_WHAT YOU HAVE TO DO_: Look through the data below and show every line that includes "street".
START PROVIDED DATA
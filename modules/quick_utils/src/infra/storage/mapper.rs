//! Driver value to contract model mappers
//!
//! Conversions between driver rows/values and [`Record`] / JSON, plus the
//! JSON-to-bind-argument conversion used by the MySQL wrapper.

use crate::contract::Record;
use chrono::{DateTime, NaiveDate, NaiveDateTime, NaiveTime, SecondsFormat, Utc};
use rust_decimal::Decimal;
use scylla::frame::response::result::{ColumnSpec, CqlValue, Row as CqlRow};
use serde_json::{Map, Value};
use sqlx::mysql::{MySqlArguments, MySqlRow};
use sqlx::{Arguments, Column, Row, TypeInfo, ValueRef};

// ===== MySQL Conversions =====

/// Bind JSON values positionally
///
/// Arrays and objects are bound as their JSON text.
pub fn mysql_arguments(params: &[Value]) -> Result<MySqlArguments, sqlx::Error> {
    let mut args = MySqlArguments::default();
    for param in params {
        let added = match param {
            Value::Null => args.add(None::<String>),
            Value::Bool(b) => args.add(*b),
            Value::Number(n) => {
                if let Some(i) = n.as_i64() {
                    args.add(i)
                } else if let Some(u) = n.as_u64() {
                    args.add(u)
                } else {
                    args.add(n.as_f64())
                }
            }
            Value::String(s) => args.add(s.clone()),
            other => args.add(other.to_string()),
        };
        added.map_err(sqlx::Error::Encode)?;
    }
    Ok(args)
}

/// Decode every column of a MySQL row into a [`Record`]
pub fn record_from_mysql_row(row: &MySqlRow) -> Result<Record, sqlx::Error> {
    let mut record = Record::with_capacity(row.len());
    for column in row.columns() {
        let value = mysql_column_to_json(row, column.ordinal(), column.type_info().name())?;
        record.push(column.name(), value);
    }
    Ok(record)
}

fn mysql_column_to_json(row: &MySqlRow, idx: usize, type_name: &str) -> Result<Value, sqlx::Error> {
    if row.try_get_raw(idx)?.is_null() {
        return Ok(Value::Null);
    }

    let value = match type_name {
        "BOOLEAN" => Value::Bool(row.try_get::<bool, _>(idx)?),
        "TINYINT" | "SMALLINT" | "MEDIUMINT" | "INT" | "BIGINT" => {
            Value::from(row.try_get::<i64, _>(idx)?)
        }
        unsigned if unsigned.ends_with(" UNSIGNED") => Value::from(row.try_get::<u64, _>(idx)?),
        "FLOAT" => Value::from(f64::from(row.try_get::<f32, _>(idx)?)),
        "DOUBLE" => Value::from(row.try_get::<f64, _>(idx)?),
        "DECIMAL" => Value::String(row.try_get::<Decimal, _>(idx)?.to_string()),
        "DATE" => Value::String(row.try_get::<NaiveDate, _>(idx)?.to_string()),
        "TIME" => Value::String(row.try_get::<NaiveTime, _>(idx)?.to_string()),
        "DATETIME" => Value::String(
            row.try_get::<NaiveDateTime, _>(idx)?
                .format("%Y-%m-%dT%H:%M:%S%.f")
                .to_string(),
        ),
        "TIMESTAMP" => Value::String(
            row.try_get::<DateTime<Utc>, _>(idx)?
                .to_rfc3339_opts(SecondsFormat::AutoSi, true),
        ),
        "JSON" => row.try_get::<Value, _>(idx)?,
        "YEAR" => Value::from(row.try_get_unchecked::<u16, _>(idx)?),
        "BLOB" | "TINYBLOB" | "MEDIUMBLOB" | "LONGBLOB" | "BINARY" | "VARBINARY" => {
            Value::String(hex::encode(row.try_get::<Vec<u8>, _>(idx)?))
        }
        // the driver's byte decoder refuses these types, the raw bytes are still valid
        "BIT" | "GEOMETRY" => Value::String(hex::encode(row.try_get_unchecked::<Vec<u8>, _>(idx)?)),
        _ => mysql_column_as_text(row, idx)?,
    };

    Ok(value)
}

// Text columns, enums, sets and anything the driver labels unusually
fn mysql_column_as_text(row: &MySqlRow, idx: usize) -> Result<Value, sqlx::Error> {
    match row.try_get::<String, _>(idx) {
        Ok(s) => Ok(Value::String(s)),
        Err(_) => {
            let bytes = row.try_get_unchecked::<Vec<u8>, _>(idx)?;
            Ok(Value::String(String::from_utf8_lossy(&bytes).into_owned()))
        }
    }
}

// ===== CQL Conversions =====

/// Pair a Cassandra row with its column names
///
/// Columns without a spec fall back to their position as the name.
pub fn record_from_cql_row(col_specs: &[ColumnSpec], row: CqlRow) -> Record {
    let mut record = Record::with_capacity(row.columns.len());
    for (idx, value) in row.columns.into_iter().enumerate() {
        let name = col_specs
            .get(idx)
            .map(|spec| spec.name.clone())
            .unwrap_or_else(|| idx.to_string());
        record.push(name, optional_cql_to_json(value));
    }
    record
}

/// Convert one CQL value into JSON
pub fn cql_to_json(value: CqlValue) -> Value {
    match value {
        CqlValue::Ascii(s) | CqlValue::Text(s) => Value::String(s),
        CqlValue::Boolean(b) => Value::Bool(b),
        CqlValue::TinyInt(v) => Value::from(v),
        CqlValue::SmallInt(v) => Value::from(v),
        CqlValue::Int(v) => Value::from(v),
        CqlValue::BigInt(v) => Value::from(v),
        CqlValue::Counter(c) => Value::from(c.0),
        CqlValue::Float(v) => Value::from(f64::from(v)),
        CqlValue::Double(v) => Value::from(v),
        CqlValue::Blob(bytes) => Value::String(hex::encode(bytes)),
        CqlValue::Uuid(uuid) => Value::String(uuid.to_string()),
        CqlValue::Inet(ip) => Value::String(ip.to_string()),
        CqlValue::Timestamp(ts) => timestamp_to_json(ts.0),
        CqlValue::Date(date) => date_to_json(date.0),
        CqlValue::List(items) | CqlValue::Set(items) => {
            Value::Array(items.into_iter().map(cql_to_json).collect())
        }
        CqlValue::Tuple(items) => Value::Array(items.into_iter().map(optional_cql_to_json).collect()),
        CqlValue::Map(entries) => map_to_json(entries),
        CqlValue::UserDefinedType { fields, .. } => Value::Object(
            fields
                .into_iter()
                .map(|(name, value)| (name, optional_cql_to_json(value)))
                .collect(),
        ),
        CqlValue::Empty => Value::Null,
        other => Value::String(format!("{:?}", other)),
    }
}

fn optional_cql_to_json(value: Option<CqlValue>) -> Value {
    value.map(cql_to_json).unwrap_or(Value::Null)
}

// Milliseconds since the Unix epoch
fn timestamp_to_json(millis: i64) -> Value {
    match DateTime::<Utc>::from_timestamp_millis(millis) {
        Some(dt) => Value::String(dt.to_rfc3339_opts(SecondsFormat::Millis, true)),
        None => Value::from(millis),
    }
}

// CQL dates count days with the Unix epoch at 2^31
fn date_to_json(raw: u32) -> Value {
    let days = i64::from(raw) - (1i64 << 31);
    match DateTime::<Utc>::from_timestamp(days * 86_400, 0) {
        Some(dt) => Value::String(dt.date_naive().to_string()),
        None => Value::from(days),
    }
}

// Text-keyed maps become objects; anything else a list of [key, value] pairs
fn map_to_json(entries: Vec<(CqlValue, CqlValue)>) -> Value {
    let text_keys = entries
        .iter()
        .all(|(k, _)| matches!(k, CqlValue::Text(_) | CqlValue::Ascii(_)));

    if text_keys {
        let mut map = Map::with_capacity(entries.len());
        for (key, value) in entries {
            if let CqlValue::Text(k) | CqlValue::Ascii(k) = key {
                map.insert(k, cql_to_json(value));
            }
        }
        Value::Object(map)
    } else {
        Value::Array(
            entries
                .into_iter()
                .map(|(k, v)| Value::Array(vec![cql_to_json(k), cql_to_json(v)]))
                .collect(),
        )
    }
}

#[cfg(test)]
mod tests {
    use super::*;
    use scylla::frame::value::{Counter, CqlDate, CqlTimestamp};
    use serde_json::json;
    use std::net::{IpAddr, Ipv4Addr};

    #[test]
    fn test_scalars() {
        assert_eq!(cql_to_json(CqlValue::Text("hi".into())), json!("hi"));
        assert_eq!(cql_to_json(CqlValue::Ascii("a".into())), json!("a"));
        assert_eq!(cql_to_json(CqlValue::Boolean(true)), json!(true));
        assert_eq!(cql_to_json(CqlValue::TinyInt(-3)), json!(-3));
        assert_eq!(cql_to_json(CqlValue::Int(42)), json!(42));
        assert_eq!(cql_to_json(CqlValue::BigInt(1 << 40)), json!(1i64 << 40));
        assert_eq!(cql_to_json(CqlValue::Counter(Counter(7))), json!(7));
        assert_eq!(cql_to_json(CqlValue::Double(1.5)), json!(1.5));
        assert_eq!(cql_to_json(CqlValue::Empty), Value::Null);
    }

    #[test]
    fn test_blob_and_inet() {
        assert_eq!(cql_to_json(CqlValue::Blob(vec![0xde, 0xad, 0x01])), json!("dead01"));
        let ip = IpAddr::V4(Ipv4Addr::new(192, 168, 1, 20));
        assert_eq!(cql_to_json(CqlValue::Inet(ip)), json!("192.168.1.20"));
    }

    #[test]
    fn test_timestamp_and_date() {
        assert_eq!(
            cql_to_json(CqlValue::Timestamp(CqlTimestamp(0))),
            json!("1970-01-01T00:00:00.000Z")
        );
        assert_eq!(
            cql_to_json(CqlValue::Timestamp(CqlTimestamp(1_700_000_000_123))),
            json!("2023-11-14T22:13:20.123Z")
        );
        assert_eq!(cql_to_json(CqlValue::Date(CqlDate(1 << 31))), json!("1970-01-01"));
        assert_eq!(cql_to_json(CqlValue::Date(CqlDate((1 << 31) + 365))), json!("1971-01-01"));
    }

    #[test]
    fn test_collections() {
        let list = CqlValue::List(vec![CqlValue::Int(1), CqlValue::Int(2)]);
        assert_eq!(cql_to_json(list), json!([1, 2]));

        let tuple = CqlValue::Tuple(vec![Some(CqlValue::Text("x".into())), None]);
        assert_eq!(cql_to_json(tuple), json!(["x", null]));
    }

    #[test]
    fn test_text_keyed_map_becomes_object() {
        let map = CqlValue::Map(vec![
            (CqlValue::Text("eth0".into()), CqlValue::Int(1500)),
            (CqlValue::Text("lo".into()), CqlValue::Int(65536)),
        ]);
        assert_eq!(cql_to_json(map), json!({"eth0": 1500, "lo": 65536}));
    }

    #[test]
    fn test_non_text_keyed_map_becomes_pairs() {
        let map = CqlValue::Map(vec![(CqlValue::Int(1), CqlValue::Text("one".into()))]);
        assert_eq!(cql_to_json(map), json!([[1, "one"]]));
    }

    #[test]
    fn test_udt_fields() {
        let udt = CqlValue::UserDefinedType {
            keyspace: "ks".into(),
            type_name: "address".into(),
            fields: vec![
                ("street".into(), Some(CqlValue::Text("Main".into()))),
                ("zip".into(), None),
            ],
        };
        assert_eq!(cql_to_json(udt), json!({"street": "Main", "zip": null}));
    }

    #[test]
    fn test_row_without_specs_uses_positions() {
        let row = CqlRow {
            columns: vec![Some(CqlValue::Int(1)), None],
        };
        let record = record_from_cql_row(&[], row);
        assert_eq!(record.columns(), &["0".to_string(), "1".to_string()]);
        assert_eq!(record.get("0"), Some(&json!(1)));
        assert_eq!(record.get_index(1), Some(&Value::Null));
    }

    #[test]
    fn test_mysql_arguments_accepts_all_json_kinds() {
        let params = vec![
            Value::Null,
            json!(true),
            json!(-5),
            json!(u64::MAX),
            json!(2.25),
            json!("text"),
            json!([1, 2]),
            json!({"k": "v"}),
        ];
        assert!(mysql_arguments(&params).is_ok());
        assert!(mysql_arguments(&[]).is_ok());
    }
}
END PROVIDED DATA
_OUTPUT FOR THIS TASK_:
                ("street".into(), Some(CqlValue::Text("Main".into()))),
        assert_eq!(cql_to_json(udt), json!({"street": "Main", "zip": null}));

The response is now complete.